(Beginning of INPUT RECORDS)

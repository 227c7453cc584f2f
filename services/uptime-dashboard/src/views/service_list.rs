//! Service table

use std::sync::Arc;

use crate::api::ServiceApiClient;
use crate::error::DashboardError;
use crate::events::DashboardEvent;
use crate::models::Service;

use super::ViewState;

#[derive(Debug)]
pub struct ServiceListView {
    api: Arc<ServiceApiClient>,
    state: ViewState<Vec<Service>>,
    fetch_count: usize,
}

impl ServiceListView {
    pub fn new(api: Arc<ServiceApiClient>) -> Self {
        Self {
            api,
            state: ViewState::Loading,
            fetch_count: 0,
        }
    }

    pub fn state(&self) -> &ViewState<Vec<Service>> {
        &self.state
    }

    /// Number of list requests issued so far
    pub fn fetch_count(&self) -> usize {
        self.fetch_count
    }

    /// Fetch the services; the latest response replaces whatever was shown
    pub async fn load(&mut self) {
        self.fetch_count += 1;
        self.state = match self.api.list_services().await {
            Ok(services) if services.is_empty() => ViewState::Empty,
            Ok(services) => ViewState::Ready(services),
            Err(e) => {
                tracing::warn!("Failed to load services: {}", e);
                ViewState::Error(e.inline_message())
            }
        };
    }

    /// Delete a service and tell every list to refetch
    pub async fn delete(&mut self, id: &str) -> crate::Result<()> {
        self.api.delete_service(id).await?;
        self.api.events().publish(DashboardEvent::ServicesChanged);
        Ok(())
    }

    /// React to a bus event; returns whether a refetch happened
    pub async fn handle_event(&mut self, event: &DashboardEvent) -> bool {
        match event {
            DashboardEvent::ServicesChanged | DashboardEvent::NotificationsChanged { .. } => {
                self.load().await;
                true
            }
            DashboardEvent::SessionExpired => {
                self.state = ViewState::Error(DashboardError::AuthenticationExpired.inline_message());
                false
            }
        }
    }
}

(End of INPUT RECORDS)

• PROBLEM STATEMENT: Lines from the one containing "self.load().await;" through the last line of the records, restated word for word: that is the whole response.

• WRITTEN RESPONSE:
                self.load().await;
                true
            }
            DashboardEvent::SessionExpired => {
                self.state = ViewState::Error(DashboardError::AuthenticationExpired.inline_message());
                false
            }
        }
    }
}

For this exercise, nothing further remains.